About a month ago I read a devotional that asked that same question?  In my reading the answer the person gave was not your typical answer given – she said, “I bring hope to people who are hurting.”  I loved that answer (her occupation – a clerk in a local grocery store.  She paid attention to her customers; if someone looked stressed or sad she would give them a kind word, a smile.  Something to brighten their day.)  What a wonderful thing to do.  What a wonderful way to be.

This persons answer to that questions made me think – What do I do, really?  A typical answer from me would be:  I am an artist, a food photographer, and an art teacher.  Now I think a better answer would be – I bring out the creativity in a person and give them something to enjoy in life.

So today, on this beautiful fall day, please allow me to bring out your creativity and try something new.  A simple, but elegant dessert with the taste of cinnamon. 

Cinnamon Creme Brulee
**from:  The Last Course   By: Claudia Fleming
*(this is a beautiful, creamy dessert; the hint of cinnamon is perfect for the season.) 

(yield: 6 servings)
2 cups heavy cream
1 cup milk
3/4 cup sugar
5 cinnamon sticks
6 large eggs
Pinch of salt

1. Preheat the oven to 350 degrees F.  In a heavy saucepan, over medium heat, bring the cream, milk, 1/4 cup of the sugar, and the cinnamon sticks to a simmer. 

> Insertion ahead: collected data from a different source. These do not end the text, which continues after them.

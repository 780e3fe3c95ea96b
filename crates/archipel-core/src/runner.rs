//! The world actor: the only task that ever touches the [`World`].
//!
//! [`spawn_world`] moves a [`Game`] into a tokio task that owns it
//! exclusively. Clients talk to it through a cloneable [`WorldHandle`],
//! which sends a message over an mpsc channel and awaits the oneshot
//! reply. The actor multiplexes three event sources with `select!`:
//!
//! - **Tick interval** -- elapsed real time goes through the
//!   [`Scheduler`], which decides how many simulated seconds to run.
//! - **Save interval** -- a snapshot is handed to the [`SnapshotSink`].
//! - **Messages** -- commands and queries, handled between ticks, so a
//!   command never observes a half-applied tick.
//!
//! The actor stops on [`WorldHandle::shutdown`] or when every handle is
//! dropped, and saves one final snapshot either way.

use std::future::Future;
use std::time::Duration;

use archipel_types::{
    IslandId, Notification, NotificationKind, PlayerId, Resource, Transport, WorldSnapshot,
};
use archipel_world::{Rules, World};
use chrono::Utc;
use rand::SeedableRng;
use rand::rngs::SmallRng;
use tokio::sync::{mpsc, oneshot};
use tokio::task::JoinHandle;
use tokio::time::{Instant, MissedTickBehavior};
use tracing::{debug, info};

use crate::config::GameConfig;
use crate::dispatch::{self, Command, Outcome};
use crate::error::CommandError;
use crate::scheduler::Scheduler;
use crate::sites::{self, SiteInfo};
use crate::{notifications, tick, transport};

/// Capacity of the actor's inbox.
const INBOX_CAPACITY: usize = 256;

/// Errors returned by a [`WorldHandle`].
#[derive(Debug, thiserror::Error)]
pub enum RunnerError {
    /// The world actor is no longer running.
    #[error("world actor stopped")]
    Stopped,

    /// The command was rejected.
    #[error(transparent)]
    Command(#[from] CommandError),
}

/// Everything the world actor owns.
#[derive(Debug, Clone)]
pub struct Game {
    /// Static rule tables.
    pub rules: Rules,
    /// Mutable world state.
    pub world: World,
    rng: SmallRng,
}

impl Game {
    /// Create a game with an OS-seeded random generator.
    pub fn new(rules: Rules, world: World) -> Self {
        Self {
            rules,
            world,
            rng: SmallRng::from_os_rng(),
        }
    }

    /// Create a game with a fixed seed, for reproducible runs.
    pub fn with_seed(rules: Rules, world: World, seed: u64) -> Self {
        Self {
            rules,
            world,
            rng: SmallRng::seed_from_u64(seed),
        }
    }

    /// Apply one command at the current wall-clock time.
    ///
    /// # Errors
    ///
    /// Returns the rejecting [`CommandError`].
    pub fn execute(&mut self, command: Command) -> Result<Outcome, CommandError> {
        dispatch::execute(&self.rules, &mut self.world, &mut self.rng, command, Utc::now())
    }
}

/// Destination of periodic world snapshots.
pub trait SnapshotSink: Send + 'static {
    /// Store a snapshot. Failures are logged by the implementation.
    fn persist(&mut self, snapshot: WorldSnapshot) -> impl Future<Output = ()> + Send;
}

/// A sink that discards every snapshot.
#[derive(Debug, Clone, Copy, Default)]
pub struct NoOpSink;

impl SnapshotSink for NoOpSink {
    fn persist(&mut self, _snapshot: WorldSnapshot) -> impl Future<Output = ()> + Send {
        std::future::ready(())
    }
}

enum Message {
    Execute {
        command: Command,
        reply: oneshot::Sender<Result<Outcome, CommandError>>,
    },
    Snapshot {
        reply: oneshot::Sender<WorldSnapshot>,
    },
    Notifications {
        player: PlayerId,
        reply: oneshot::Sender<Vec<Notification>>,
    },
    UnreadCount {
        player: PlayerId,
        kind: Option<NotificationKind>,
        reply: oneshot::Sender<usize>,
    },
    Transports {
        player: PlayerId,
        reply: oneshot::Sender<Vec<Transport>>,
    },
    SiteInfo {
        island: IslandId,
        resource: Resource,
        reply: oneshot::Sender<Result<SiteInfo, CommandError>>,
    },
    Shutdown {
        reply: oneshot::Sender<()>,
    },
}

/// Cloneable access point to the world actor.
#[derive(Debug, Clone)]
pub struct WorldHandle {
    tx: mpsc::Sender<Message>,
}

impl WorldHandle {
    async fn request<T>(
        &self,
        make: impl FnOnce(oneshot::Sender<T>) -> Message,
    ) -> Result<T, RunnerError> {
        let (reply, rx) = oneshot::channel();
        self.tx
            .send(make(reply))
            .await
            .map_err(|_closed| RunnerError::Stopped)?;
        rx.await.map_err(|_dropped| RunnerError::Stopped)
    }

    /// Apply a command.
    pub async fn execute(&self, command: Command) -> Result<Outcome, RunnerError> {
        let result = self
            .request(|reply| Message::Execute { command, reply })
            .await?;
        Ok(result?)
    }

    /// The full world tree as plain data.
    pub async fn snapshot(&self) -> Result<WorldSnapshot, RunnerError> {
        self.request(|reply| Message::Snapshot { reply }).await
    }

    /// A player's notifications, newest first.
    pub async fn notifications(&self, player: PlayerId) -> Result<Vec<Notification>, RunnerError> {
        self.request(|reply| Message::Notifications { player, reply })
            .await
    }

    /// Unread notifications of a player, optionally of one kind.
    pub async fn unread_count(
        &self,
        player: PlayerId,
        kind: Option<NotificationKind>,
    ) -> Result<usize, RunnerError> {
        self.request(|reply| Message::UnreadCount {
            player,
            kind,
            reply,
        })
        .await
    }

    /// Transports a player sent or receives.
    pub async fn transports(&self, player: PlayerId) -> Result<Vec<Transport>, RunnerError> {
        self.request(|reply| Message::Transports { player, reply })
            .await
    }

    /// Level, cost, donations and workers of a resource site.
    pub async fn site_info(
        &self,
        island: IslandId,
        resource: Resource,
    ) -> Result<SiteInfo, RunnerError> {
        let result = self
            .request(|reply| Message::SiteInfo {
                island,
                resource,
                reply,
            })
            .await?;
        Ok(result?)
    }

    /// Save a final snapshot and stop the actor.
    pub async fn shutdown(&self) -> Result<(), RunnerError> {
        self.request(|reply| Message::Shutdown { reply }).await
    }
}

/// Move a game into its own task and return the handle to it.
///
/// The join handle yields the game back once the actor stops.
pub fn spawn_world<S: SnapshotSink>(
    game: Game,
    config: &GameConfig,
    sink: S,
) -> (WorldHandle, JoinHandle<Game>) {
    let (tx, rx) = mpsc::channel(INBOX_CAPACITY);
    let tick_period = Duration::from_millis(config.simulation.tick_interval_ms.max(1));
    let save_period = Duration::from_secs(config.persistence.save_interval_secs.max(1));
    let scheduler = Scheduler::from_config(&config.simulation);
    let task = tokio::spawn(run(game, rx, sink, scheduler, tick_period, save_period));
    (WorldHandle { tx }, task)
}

async fn run<S: SnapshotSink>(
    mut game: Game,
    mut rx: mpsc::Receiver<Message>,
    mut sink: S,
    mut scheduler: Scheduler,
    tick_period: Duration,
    save_period: Duration,
) -> Game {
    let start = Instant::now();
    let first_tick = start.checked_add(tick_period).unwrap_or(start);
    let mut ticks = tokio::time::interval_at(first_tick, tick_period);
    ticks.set_missed_tick_behavior(MissedTickBehavior::Skip);
    let first_save = start.checked_add(save_period).unwrap_or(start);
    let mut saves = tokio::time::interval_at(first_save, save_period);
    saves.set_missed_tick_behavior(MissedTickBehavior::Skip);
    let mut last = start;

    info!(
        tick = game.world.tick(),
        tick_interval_ms = tick_period.as_millis(),
        save_interval_secs = save_period.as_secs(),
        "World actor started"
    );

    loop {
        tokio::select! {
            now = ticks.tick() => {
                let steps = scheduler.advance(now.duration_since(last));
                last = now;
                for _ in 0..steps {
                    tick::run_tick(&game.rules, &mut game.world, Utc::now());
                }
            }
            _ = saves.tick() => {
                debug!(tick = game.world.tick(), "Saving world snapshot");
                sink.persist(game.world.to_snapshot(Utc::now())).await;
            }
            message = rx.recv() => {
                let Some(message) = message else {
                    info!("All world handles dropped");
                    break;
                };
                if let Message::Shutdown { reply } = message {
                    sink.persist(game.world.to_snapshot(Utc::now())).await;
                    let _ = reply.send(());
                    info!(tick = game.world.tick(), "World actor shut down");
                    return game;
                }
                handle(&mut game, message);
            }
        }
    }

    sink.persist(game.world.to_snapshot(Utc::now())).await;
    info!(tick = game.world.tick(), "World actor stopped");
    game
}

/// Answer one message. A dropped reply receiver is not an error.
fn handle(game: &mut Game, message: Message) {
    let now = Utc::now();
    match message {
        Message::Execute { command, reply } => {
            let _ = reply.send(game.execute(command));
        }
        Message::Snapshot { reply } => {
            let _ = reply.send(game.world.to_snapshot(now));
        }
        Message::Notifications { player, reply } => {
            let _ = reply.send(notifications::list(&game.world, player));
        }
        Message::UnreadCount {
            player,
            kind,
            reply,
        } => {
            let _ = reply.send(notifications::unread_count(&game.world, player, kind));
        }
        Message::Transports { player, reply } => {
            let _ = reply.send(transport::for_player(&game.world, player));
        }
        Message::SiteInfo {
            island,
            resource,
            reply,
        } => {
            let _ = reply.send(sites::site_info(
                &game.rules,
                &mut game.world,
                island,
                resource,
                now,
            ));
        }
        Message::Shutdown { reply } => {
            let _ = reply.send(());
        }
    }
}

2. Meanwhile, whisk together the egg yolks and 1/4 cup of sugar.
3. Remove the cream mixture from the heat and add a little to the egg yolk mixture to warm it, whisking constantly to keep the yolks from curdling.  Pour the egg yolk mixture into the hot cream mixture, whisking the cream constantly as you pour.  Let the cream mixture cool completely.  Strain through a fine sieve and stir in the salt.  Chill for at least 2 hours and up to 2 days. 
4. Pour the mixture into six 4-ounce glass or ceramic ramekins.  Arrange the ramekins in a baking pan and place it on the oven rack.  Pour enough very hot water into the baking pan to reach two-thirds of the way up the sides of the ramekins.  Cover the baking pan with foil and pierce the foil in a few places with a knife.  Bake the custards for 30 minutes, then lift off a corner of the foil to allow the steam to escape.  Recover the pan and allow the custards to bake for 15 to 25 minutes longer, until they are set around the edges but still slightly jiggly in the center.  Transfer the ramekins to a rack and let cool completely, then cover and refrigerate for at least 6 hours, or overnight. 
After removing from the oven

5. Right before serving, sprinkle the remaining sugar in a thin, even coating on the surface of each custard, using 2 teaspoons for each one.  Use a preheated broiler or blowtorch to caramelize the sugar.  In a broiler it will take 1 to 2 minutes, and it will take about 30 seconds with a blowtorch.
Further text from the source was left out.